[Opening GIVEN DATA section]
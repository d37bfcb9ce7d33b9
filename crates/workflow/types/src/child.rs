//! Child workflow options

use crate::{TaskQueueName, WorkflowId};
use serde::{Deserialize, Serialize};
use std::time::Duration;

/// What happens to a still-running child when its parent closes
#[derive(Clone, Copy, Debug, Default, PartialEq, Eq, Serialize, Deserialize)]
pub enum ParentClosePolicy {
    /// The child is terminated
    #[default]
    Terminate,
    /// Cancellation is requested; the child decides how to unwind
    RequestCancel,
    /// The child keeps running on its own
    Abandon,
}

/// Options for starting a child workflow
#[derive(Clone, Debug, Default, PartialEq, Serialize, Deserialize)]
pub struct ChildWorkflowOptions {
    /// Explicit business id; derived from the parent id and call sequence when absent
    #[serde(default, skip_serializing_if = "Option::is_none")]
    pub workflow_id: Option<WorkflowId>,
    /// Task queue of the child; the parent's queue when absent
    #[serde(default, skip_serializing_if = "Option::is_none")]
    pub task_queue: Option<TaskQueueName>,
    #[serde(default, skip_serializing_if = "Option::is_none")]
    pub execution_timeout: Option<Duration>,
    #[serde(default)]
    pub parent_close_policy: ParentClosePolicy,
}

impl ChildWorkflowOptions {
    pub fn with_id(workflow_id: impl Into<WorkflowId>) -> Self {
        Self {
            workflow_id: Some(workflow_id.into()),
            ..Default::default()
        }
    }

    pub fn task_queue(mut self, queue: impl Into<TaskQueueName>) -> Self {
        self.task_queue = Some(queue.into());
        self
    }

    pub fn execution_timeout(mut self, timeout: Duration) -> Self {
        self.execution_timeout = Some(timeout);
        self
    }

    pub fn parent_close_policy(mut self, policy: ParentClosePolicy) -> Self {
        self.parent_close_policy = policy;
        self
    }
}

/// Id given to a child started without an explicit one
pub fn derived_child_id(parent: &WorkflowId, seq: u64) -> WorkflowId {
    WorkflowId::new(format!("{}-child-{}", parent, seq))
}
[Closing GIVEN DATA section]
» **PROBLEM TO WORK ON**: Only one number is expected: the count of lines above that contain the string "running".

» **REPLY TO THE TASK**: 2